0

Several questions on stackoverflow have dealt with the "invalid multibyte string" error in R, which is triggered when certain string-handling functions receive strings that do not have string Encoding set correctly. See stackoverflow.com/questions/14363085/invalid-multibyte-string-in-read-csv or stackoverflow.com/questions/4993837/r-invalid-multibyte-string for answers that deal with how to set Encoding.

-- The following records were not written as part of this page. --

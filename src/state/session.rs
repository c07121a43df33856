//! Session aggregate: the single record shared by every request of one game.

use std::{fmt, time::SystemTime};

use indexmap::IndexMap;
use serde::{Deserialize, Serialize};
use serde_json::Value;
use thiserror::Error;
use utoipa::ToSchema;

use crate::state::{state_machine::SessionStatus, tally::Verdict};

/// Number of players a spy game is played with.
pub const EXPECTED_PLAYERS: usize = 3;

/// Wire token of the "every player is hidden" ballot.
pub const ALL_HIDDEN_TOKEN: &str = "all_hidden";

/// Alphabet of trait codes, two letters per axis.
const TRAIT_AXES: [[char; 2]; 4] = [['E', 'I'], ['S', 'N'], ['T', 'F'], ['J', 'P']];

/// Role of a player once the hidden trait is known.
#[derive(Debug, Clone, Copy, PartialEq, Eq, Serialize, Deserialize, ToSchema)]
#[serde(rename_all = "snake_case")]
pub enum Role {
    /// Roles are not assigned yet.
    Unknown,
    /// Holds the hidden trait.
    Hidden,
    /// Must find the hidden player.
    Seeker,
}

/// Rejected trait code.
#[derive(Debug, Clone, PartialEq, Eq, Error)]
#[error("trait code must be 4 letters from E/I, S/N, T/F, J/P, got `{0}`")]
pub struct InvalidTraitCode(pub String);

/// Four-letter personality code such as `INFJ`. Always stored upper-cased.
#[derive(Debug, Clone, PartialEq, Eq, Hash, PartialOrd, Ord, Serialize, Deserialize)]
#[serde(try_from = "String", into = "String")]
pub struct TraitCode(String);

impl TraitCode {
    /// Trim, upper-case and validate a raw trait code.
    pub fn parse(raw: &str) -> Result<Self, InvalidTraitCode> {
        let normalized = raw.trim().to_uppercase();
        let valid = normalized.chars().count() == TRAIT_AXES.len()
            && normalized
                .chars()
                .all(|letter| TRAIT_AXES.iter().flatten().any(|allowed| *allowed == letter));

        if valid {
            Ok(Self(normalized))
        } else {
            Err(InvalidTraitCode(raw.to_owned()))
        }
    }

    /// Upper-case code.
    pub fn as_str(&self) -> &str {
        &self.0
    }
}

impl TryFrom<String> for TraitCode {
    type Error = InvalidTraitCode;

    fn try_from(value: String) -> Result<Self, Self::Error> {
        Self::parse(&value)
    }
}

impl From<TraitCode> for String {
    fn from(value: TraitCode) -> Self {
        value.0
    }
}

impl fmt::Display for TraitCode {
    fn fmt(&self, f: &mut fmt::Formatter<'_>) -> fmt::Result {
        f.write_str(&self.0)
    }
}

/// Registered player.
#[derive(Debug, Clone, PartialEq, Eq, Serialize, Deserialize)]
pub struct Player {
    /// 1-based join position, never reused.
    pub id: u32,
    /// Trimmed display name, unique within the session.
    pub name: String,
    #[serde(rename = "mbti")]
    pub trait_code: TraitCode,
    pub role: Role,
}

/// Rejected ballot target.
#[derive(Debug, Clone, PartialEq, Eq, Error)]
#[error("vote target must be a player id or `all_hidden`")]
pub struct InvalidVoteTarget;

/// What a ballot designates.
#[derive(Debug, Clone, Copy, PartialEq, Eq, Hash, PartialOrd, Ord, Serialize, Deserialize)]
#[serde(try_from = "RawVoteTarget", into = "RawVoteTarget")]
pub enum VoteTarget {
    /// A specific player suspected of being hidden.
    Player(u32),
    /// Claim that the whole roster is hidden.
    AllHidden,
}

impl VoteTarget {
    /// Accept a player id (number or numeric string) or the `all_hidden` token in any case.
    pub fn parse(raw: &Value) -> Result<Self, InvalidVoteTarget> {
        match raw {
            Value::Number(number) => number
                .as_u64()
                .and_then(|id| u32::try_from(id).ok())
                .map(VoteTarget::Player)
                .ok_or(InvalidVoteTarget),
            Value::String(text) => {
                let text = text.trim();
                if text.eq_ignore_ascii_case(ALL_HIDDEN_TOKEN) {
                    Ok(VoteTarget::AllHidden)
                } else {
                    text.parse()
                        .map(VoteTarget::Player)
                        .map_err(|_| InvalidVoteTarget)
                }
            }
            _ => Err(InvalidVoteTarget),
        }
    }

    /// JSON form used in responses: the player id or the sentinel token.
    pub fn to_json(self) -> Value {
        match self {
            VoteTarget::Player(id) => Value::from(id),
            VoteTarget::AllHidden => Value::from(ALL_HIDDEN_TOKEN),
        }
    }
}

#[derive(Clone, Serialize, Deserialize)]
#[serde(untagged)]
enum RawVoteTarget {
    Id(u32),
    Token(String),
}

impl TryFrom<RawVoteTarget> for VoteTarget {
    type Error = InvalidVoteTarget;

    fn try_from(raw: RawVoteTarget) -> Result<Self, Self::Error> {
        match raw {
            RawVoteTarget::Id(id) => Ok(VoteTarget::Player(id)),
            RawVoteTarget::Token(token) => VoteTarget::parse(&Value::String(token)),
        }
    }
}

impl From<VoteTarget> for RawVoteTarget {
    fn from(target: VoteTarget) -> Self {
        match target {
            VoteTarget::Player(id) => RawVoteTarget::Id(id),
            VoteTarget::AllHidden => RawVoteTarget::Token(ALL_HIDDEN_TOKEN.into()),
        }
    }
}

/// One game, persisted as a single document and mutated only under its lock.
#[derive(Debug, Clone, PartialEq, Serialize, Deserialize)]
pub struct Session {
    /// Upper-case session code, also the store key suffix.
    pub code: String,
    /// Roster size.
    pub expected_players: usize,
    /// Lifecycle status.
    pub status: SessionStatus,
    /// Join order is id order.
    pub players: Vec<Player>,
    /// Trait the seekers must find; set with the roles.
    pub hidden_trait: Option<TraitCode>,
    /// Latest ballot per voter id.
    pub votes: IndexMap<u32, VoteTarget>,
    /// Verdict, cached by the first tally.
    pub results: Option<Verdict>,
    /// Creation time.
    pub created_at: SystemTime,
    /// Start of the voting round.
    pub vote_started_at: Option<SystemTime>,
}

impl Session {
    /// Fresh session waiting for registrations.
    pub fn new(code: String) -> Self {
        Self {
            code,
            expected_players: EXPECTED_PLAYERS,
            status: SessionStatus::Registering,
            players: Vec::with_capacity(EXPECTED_PLAYERS),
            hidden_trait: None,
            votes: IndexMap::new(),
            results: None,
            created_at: SystemTime::now(),
            vote_started_at: None,
        }
    }

    /// Player with `id`.
    pub fn player(&self, id: u32) -> Option<&Player> {
        self.players.iter().find(|player| player.id == id)
    }

    /// Whether every seat is taken.
    pub fn is_full(&self) -> bool {
        self.players.len() >= self.expected_players
    }

    /// Whether the hidden trait and roles are set.
    pub fn roles_assigned(&self) -> bool {
        self.hidden_trait.is_some()
    }

    /// Every player holds the hidden trait; the `all_hidden` ballot is only offered then.
    pub fn all_hidden(&self) -> bool {
        self.roles_assigned()
            && !self.players.is_empty()
            && self.players.iter().all(|player| player.role == Role::Hidden)
    }

    /// Append a player with the next id. Callers check capacity and name uniqueness first.
    pub fn push_player(&mut self, name: String, trait_code: TraitCode) -> &Player {
        let id = self.players.len() as u32 + 1;
        self.players.push(Player {
            id,
            name,
            trait_code,
            role: Role::Unknown,
        });
        &self.players[self.players.len() - 1]
    }

    /// Whether a player already uses exactly `name`.
    pub fn name_taken(&self, name: &str) -> bool {
        self.players.iter().any(|player| player.name == name)
    }
}

#[cfg(test)]
mod tests {
    use serde_json::json;

    use super::*;

    #[test]
    fn trait_code_is_normalized() {
        assert_eq!(TraitCode::parse(" infj ").unwrap().as_str(), "INFJ");
    }

    #[test]
    fn trait_code_rejects_bad_letters_and_length() {
        for raw in ["INFX", "INF", "INFJP", "", "ИNFJ"] {
            assert!(TraitCode::parse(raw).is_err(), "{raw} should be rejected");
        }
    }

    #[test]
    fn vote_target_accepts_ids_and_sentinel() {
        assert_eq!(
            VoteTarget::parse(&json!(2)).unwrap(),
            VoteTarget::Player(2)
        );
        assert_eq!(
            VoteTarget::parse(&json!(" 3 ")).unwrap(),
            VoteTarget::Player(3)
        );
        assert_eq!(
            VoteTarget::parse(&json!("ALL_HIDDEN")).unwrap(),
            VoteTarget::AllHidden
        );
    }

    #[test]
    fn vote_target_rejects_garbage() {
        for raw in [json!(-1), json!(1.5), json!("abc"), json!(null), json!([1])] {
            assert_eq!(VoteTarget::parse(&raw), Err(InvalidVoteTarget));
        }
    }

    #[test]
    fn session_document_round_trips_votes() {
        let mut session = Session::new("ABC123".into());
        session.votes.insert(1, VoteTarget::AllHidden);
        session.votes.insert(2, VoteTarget::Player(1));

        let raw = serde_json::to_value(&session).unwrap();
        assert_eq!(raw["votes"], json!({"1": "all_hidden", "2": 1}));

        let back: Session = serde_json::from_value(raw).unwrap();
        assert_eq!(back, session);
    }

    #[test]
    fn players_get_sequential_ids() {
        let mut session = Session::new("ABC123".into());
        let trait_code = TraitCode::parse("ENTP").unwrap();
        session.push_player("Ada".into(), trait_code.clone());
        let second = session.push_player("Bob".into(), trait_code);

        assert_eq!(second.id, 2);
        assert_eq!(second.role, Role::Unknown);
        assert!(session.name_taken("Ada"));
        assert!(!session.name_taken("ada"));
    }
}
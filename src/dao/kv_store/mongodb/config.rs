use mongodb::options::ClientOptions;

use super::error::{MongoDaoError, MongoResult};

const DEFAULT_DATABASE: &str = "spy_game";
const DEFAULT_COLLECTION: &str = "kv_entries";

/// Connection settings for the MongoDB-backed key-value store.
#[derive(Clone)]
pub struct MongoConfig {
    /// Parsed driver options.
    pub options: ClientOptions,
    /// Database holding the entries collection.
    pub database_name: String,
    /// Collection holding one document per key.
    pub collection_name: String,
}

impl MongoConfig {
    /// Parse `uri`; `db_name` defaults to `spy_game`.
    pub async fn from_uri(uri: &str, db_name: Option<&str>) -> MongoResult<Self> {
        let options =
            ClientOptions::parse(uri)
                .await
                .map_err(|source| MongoDaoError::InvalidUri {
                    uri: uri.to_owned(),
                    source,
                })?;

        Ok(Self {
            options,
            database_name: db_name.unwrap_or(DEFAULT_DATABASE).to_owned(),
            collection_name: DEFAULT_COLLECTION.to_owned(),
        })
    }

    /// Read `MONGO_URI` (required) and `MONGO_DB` (optional).
    pub async fn from_env() -> MongoResult<Self> {
        let uri = std::env::var("MONGO_URI")
            .map_err(|_| MongoDaoError::MissingEnvVar { var: "MONGO_URI" })?;
        let db = std::env::var("MONGO_DB").ok();
        Self::from_uri(&uri, db.as_deref()).await
    }
}
use serde::{Deserialize, Serialize};
use std::time::SystemTime;
use uuid::Uuid;

/// Prize inventory stored as a single document so a draw is one read-modify-write.
#[derive(Debug, Clone, Default, Serialize, Deserialize, PartialEq, Eq)]
pub struct PrizePoolEntity {
    /// Prizes ordered by id.
    pub prizes: Vec<PrizeEntity>,
}

/// One prize and its remaining count.
#[derive(Debug, Clone, Serialize, Deserialize, PartialEq, Eq)]
pub struct PrizeEntity {
    /// Stable 1-based identifier.
    pub id: u32,
    /// Display name.
    pub name: String,
    /// Remaining count; never negative.
    pub stock: u32,
}

/// Generated question set kept for the lifetime of a quiz.
#[derive(Debug, Clone, Serialize, Deserialize, PartialEq, Eq)]
pub struct QuestionSetEntity {
    /// Identifier returned to the client as `session_id`.
    pub id: Uuid,
    /// Questions in `qid` order.
    pub questions: Vec<QuestionEntity>,
    /// `llm` or `fallback`.
    pub source: String,
    /// Player tags the set was themed on.
    pub tags: Vec<String>,
    /// Storage time, used to report the remaining lifetime.
    pub created_at: SystemTime,
}

/// A single multiple-choice question.
#[derive(Debug, Clone, Serialize, Deserialize, PartialEq, Eq)]
pub struct QuestionEntity {
    /// 1-based position inside the set.
    pub qid: u32,
    /// Personality axis probed by the question (`E/I`, `S/N`, ...), when known.
    pub dimension: Option<String>,
    /// Question text.
    pub question: String,
    /// Option texts.
    pub options: Vec<String>,
}
use std::time::Duration;

use mongodb::bson::{DateTime, Document, doc};
use serde::{Deserialize, Serialize};

/// One key-value pair. `expires_at` feeds the collection's TTL index.
#[derive(Debug, Clone, Serialize, Deserialize)]
pub struct MongoEntryDocument {
    /// Store key, used as the document id.
    #[serde(rename = "_id")]
    pub key: String,
    /// Stored value.
    pub value: String,
    /// Deadline; absent for persistent keys.
    #[serde(default, skip_serializing_if = "Option::is_none")]
    pub expires_at: Option<DateTime>,
}

impl MongoEntryDocument {
    /// Document expiring `ttl` from now, or never.
    pub fn new(key: &str, value: String, ttl: Option<Duration>) -> Self {
        Self {
            key: key.to_owned(),
            value,
            expires_at: ttl.map(expiry_from_now),
        }
    }
}

fn expiry_from_now(ttl: Duration) -> DateTime {
    let now = DateTime::now().timestamp_millis();
    DateTime::from_millis(now.saturating_add(ttl.as_millis() as i64))
}

/// The TTL monitor only sweeps about once a minute, so reads filter expired entries themselves.
pub fn live_filter(key: &str) -> Document {
    doc! {
        "_id": key,
        "$or": [
            { "expires_at": null },
            { "expires_at": { "$gt": DateTime::now() } },
        ],
    }
}

/// Matches `key` only when its deadline has passed.
pub fn expired_filter(key: &str) -> Document {
    doc! {
        "_id": key,
        "expires_at": { "$lte": DateTime::now() },
    }
}

/// Matches `key` whatever its deadline.
pub fn key_filter(key: &str) -> Document {
    doc! { "_id": key }
}
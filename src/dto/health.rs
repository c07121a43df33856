use serde::Serialize;
use utoipa::ToSchema;

/// Body of the `/healthcheck` route.
#[derive(Debug, Serialize, ToSchema)]
pub struct HealthResponse {
    /// `ok` or `degraded`.
    pub status: &'static str,
    /// Whether the last ping reached the key-value store.
    pub store_reachable: bool,
}

impl HealthResponse {
    /// `degraded` unless the store is installed and reachable.
    pub fn from_probe(degraded: bool, store_reachable: bool) -> Self {
        Self {
            status: if degraded || !store_reachable {
                "degraded"
            } else {
                "ok"
            },
            store_reachable,
        }
    }
}
use axum::{
    Json, Router,
    body::Bytes,
    extract::{
        Path, State,
        rejection::{JsonRejection, PathRejection},
    },
    routing::{get, post},
};
use uuid::Uuid;

use crate::{
    dto::{
        common::ApiReply,
        question::{EvaluateRequest, EvaluationResponse, QuestionRequest, QuestionSetResponse},
    },
    error::AppError,
    services::question_service,
    state::SharedState,
};

/// Personality quiz endpoints.
pub fn router() -> Router<SharedState> {
    Router::new()
        .route("/questions", post(generate_questions))
        .route("/questions/evaluate", post(evaluate_answers))
        .route("/questions/{id}", get(get_question_set))
}

/// Generate a question set themed on optional player tags.
///
/// Falls back to the built-in set, with a `warning`, when the language model cannot be used.
#[utoipa::path(
    post,
    path = "/questions",
    tag = "questions",
    request_body(content = QuestionRequest, description = "Optional tags, as a string or a list"),
    responses(
        (status = 200, description = "Stored question set", body = QuestionSetResponse),
        (status = 400, description = "Invalid body", body = crate::error::ErrorBody),
        (status = 503, description = "Store unavailable", body = crate::error::ErrorBody)
    )
)]
pub async fn generate_questions(
    State(state): State<SharedState>,
    body: Bytes,
) -> Result<ApiReply<QuestionSetResponse>, AppError> {
    let request: QuestionRequest = if body.iter().all(u8::is_ascii_whitespace) {
        QuestionRequest::default()
    } else {
        serde_json::from_slice(&body)
            .map_err(|err| AppError::BadRequest(format!("invalid JSON body: {err}")))?
    };

    Ok(ApiReply::ready(
        question_service::generate_questions(&state, request).await?,
    ))
}

/// Fetch a stored question set while it is alive.
#[utoipa::path(
    get,
    path = "/questions/{id}",
    tag = "questions",
    params(("id" = Uuid, Path, description = "Question set identifier")),
    responses(
        (status = 200, description = "Stored question set", body = QuestionSetResponse),
        (status = 404, description = "Unknown or expired set", body = crate::error::ErrorBody)
    )
)]
pub async fn get_question_set(
    State(state): State<SharedState>,
    path: Result<Path<Uuid>, PathRejection>,
) -> Result<ApiReply<QuestionSetResponse>, AppError> {
    let Path(id) = path?;
    Ok(ApiReply::ready(
        question_service::get_question_set(&state, id).await?,
    ))
}

/// Judge a trait code from the answers given to a stored question set.
///
/// Returns a default verdict, with a `warning`, when the language model cannot be used.
#[utoipa::path(
    post,
    path = "/questions/evaluate",
    tag = "questions",
    request_body(content = EvaluateRequest, description = "Question set id and answers"),
    responses(
        (status = 200, description = "Verdict and resolved answers", body = EvaluationResponse),
        (status = 400, description = "Missing id or no usable answer", body = crate::error::ErrorBody),
        (status = 404, description = "Unknown or expired set", body = crate::error::ErrorBody),
        (status = 503, description = "Store unavailable", body = crate::error::ErrorBody)
    )
)]
pub async fn evaluate_answers(
    State(state): State<SharedState>,
    payload: Result<Json<EvaluateRequest>, JsonRejection>,
) -> Result<ApiReply<EvaluationResponse>, AppError> {
    let Json(request) = payload?;
    Ok(ApiReply::ready(
        question_service::evaluate_answers(&state, request).await?,
    ))
}
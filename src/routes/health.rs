use axum::{Json, Router, extract::State, routing::get};

use crate::{dto::health::HealthResponse, services::health_service, state::SharedState};

#[utoipa::path(
    get,
    path = "/healthcheck",
    tag = "health",
    responses((status = 200, description = "Service and store status", body = HealthResponse))
)]
/// Report whether the key-value store is reachable and the service out of degraded mode.
pub async fn healthcheck(State(state): State<SharedState>) -> Json<HealthResponse> {
    Json(health_service::health_status(&state).await)
}

/// Configure the health routes subtree.
pub fn router() -> Router<SharedState> {
    Router::<SharedState>::new().route("/healthcheck", get(healthcheck))
}
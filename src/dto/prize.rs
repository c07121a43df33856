use serde::Serialize;
use utoipa::ToSchema;

use crate::dao::models::PrizeEntity;

/// One prize and its remaining stock.
#[derive(Debug, Clone, Serialize, ToSchema)]
pub struct PrizeSummary {
    /// Prize id.
    pub id: u32,
    /// Display name.
    pub name: String,
    /// Remaining count.
    pub stock: u32,
}

impl From<&PrizeEntity> for PrizeSummary {
    fn from(prize: &PrizeEntity) -> Self {
        Self {
            id: prize.id,
            name: prize.name.clone(),
            stock: prize.stock,
        }
    }
}

/// The prize pool.
#[derive(Debug, Serialize, ToSchema)]
pub struct PrizeListResponse {
    /// Every prize, out-of-stock ones included.
    pub prizes: Vec<PrizeSummary>,
    /// Sum of every remaining stock.
    pub remaining: u64,
}

/// The prize handed out by a draw, with its stock after the decrement.
#[derive(Debug, Serialize, ToSchema)]
pub struct DrawResponse {
    /// Prize won.
    pub prize: PrizeSummary,
}
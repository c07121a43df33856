use utoipa::OpenApi;

#[derive(OpenApi)]
/// Aggregated OpenAPI specification for Spy Game Back.
#[openapi(
    paths(
        crate::routes::health::healthcheck,
        crate::routes::session::create_session,
        crate::routes::session::list_players,
        crate::routes::session::register_player,
        crate::routes::session::check_readiness,
        crate::routes::session::get_player_role,
        crate::routes::session::get_hidden_trait,
        crate::routes::session::start_voting,
        crate::routes::session::get_vote_options,
        crate::routes::session::submit_vote,
        crate::routes::session::get_results,
        crate::routes::prize::list_prizes,
        crate::routes::prize::draw_prize,
        crate::routes::question::generate_questions,
        crate::routes::question::get_question_set,
        crate::routes::question::evaluate_answers,
    ),
    components(
        schemas(
            crate::dto::health::HealthResponse,
            crate::dto::common::PendingResponse,
            crate::error::ErrorBody,
            crate::dto::session::CreateSessionRequest,
            crate::dto::session::CreateSessionResponse,
            crate::dto::session::RegisterRequest,
            crate::dto::session::RegisterResponse,
            crate::dto::session::PlayersResponse,
            crate::dto::session::ReadinessResponse,
            crate::dto::session::RoleResponse,
            crate::dto::session::HiddenTraitResponse,
            crate::dto::session::VotingStartedResponse,
            crate::dto::session::VoteOptionsResponse,
            crate::dto::session::VoteRequest,
            crate::dto::session::VoteResponse,
            crate::dto::session::ResultsResponse,
            crate::dto::prize::PrizeListResponse,
            crate::dto::prize::DrawResponse,
            crate::dto::question::QuestionRequest,
            crate::dto::question::QuestionSetResponse,
            crate::dto::question::EvaluateRequest,
            crate::dto::question::EvaluationResponse,
            crate::dto::question::EvaluationResult,
            crate::dto::question::AnswerDto,
            crate::state::session::Role,
            crate::state::state_machine::SessionStatus,
        )
    ),
    tags(
        (name = "health", description = "Health check endpoints"),
        (name = "session", description = "Session creation, registration and roles"),
        (name = "vote", description = "Voting round and results"),
        (name = "prizes", description = "Prize pool and draws"),
        (name = "questions", description = "Personality quiz questions"),
    )
)]
pub struct ApiDoc;

#[cfg(test)]
mod tests {
    use super::*;

    #[test]
    fn document_lists_every_route() {
        let doc = ApiDoc::openapi();
        for path in [
            "/healthcheck",
            "/session",
            "/session/{code}/register",
            "/session/{code}/vote/{player_id}",
            "/session/{code}/results",
            "/prizes/draw",
            "/questions",
            "/questions/evaluate",
        ] {
            assert!(doc.paths.paths.contains_key(path), "missing {path}");
        }
    }
}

My question is: How do I detect where the problem is? This is needed because it may not be possible to know by visual inspection when the bad Encoding is only in a few elements of a long vector, or in columns of a large dataframe.

Community
  • 1
  • 1
jafelds
  • 894
  • 8
  • 12

2 Answers2

4

This simple routine tests for the error, using a base function that triggers the error:

has.invalid.multibyte.string  <- function(x,return.elements=F)
{
      # determine if "invalid multibyte string" error will be triggered
      # if return.elements=T, then output is logical along x, otherwise single logical
      if (is.null(x))
            return(F)
      if (return.elements)
      {
            n <- length(x)
            out <- rep(F,n)
            for (i in 1:n)
                  out[i] <- is.error(try(toupper(x[i]),silent = T))
      }
      else
            out <- is.error(try(toupper(x),silent = T))
      return(out)
}

is.error <- function(x)
{
      # test output of try()
      return(class(x)[1]=="try-error")
}

Example (note the iconv() statement that "corrects" the Encoding):

> a1 <- c("Restaurant","Caf\xe9","Bar")
> a2 <- iconv(a1,from="ISO-8859-1")
> a1
[1] "Restaurant" "Caf\xe9"    "Bar" 
> a2
[1] "Restaurant" "Café"       "Bar"       
> Encoding(a1)
[1] "unknown" "unknown" "unknown"
> Encoding(a2)
[1] "unknown" "UTF-8"   "unknown"
> has.invalid.multibyte.string(a1)
[1] TRUE
> has.invalid.multibyte.string(a2)
[1] FALSE
> has.invalid.multibyte.string(a1,return.elements = T)
[1] FALSE  TRUE FALSE
jafelds
  • 894
  • 8
  • 12
1

Since R version 3.3.0 (released May 2016), base R includes the function validEnc() which returns a logical vector indicating whether each element of a character vector has valid encoding. For example:

validEnc(c("Caf\xe9", "Café"))
# [1]  FALSE TRUE
ianmcook
  • 537
  • 4
  • 10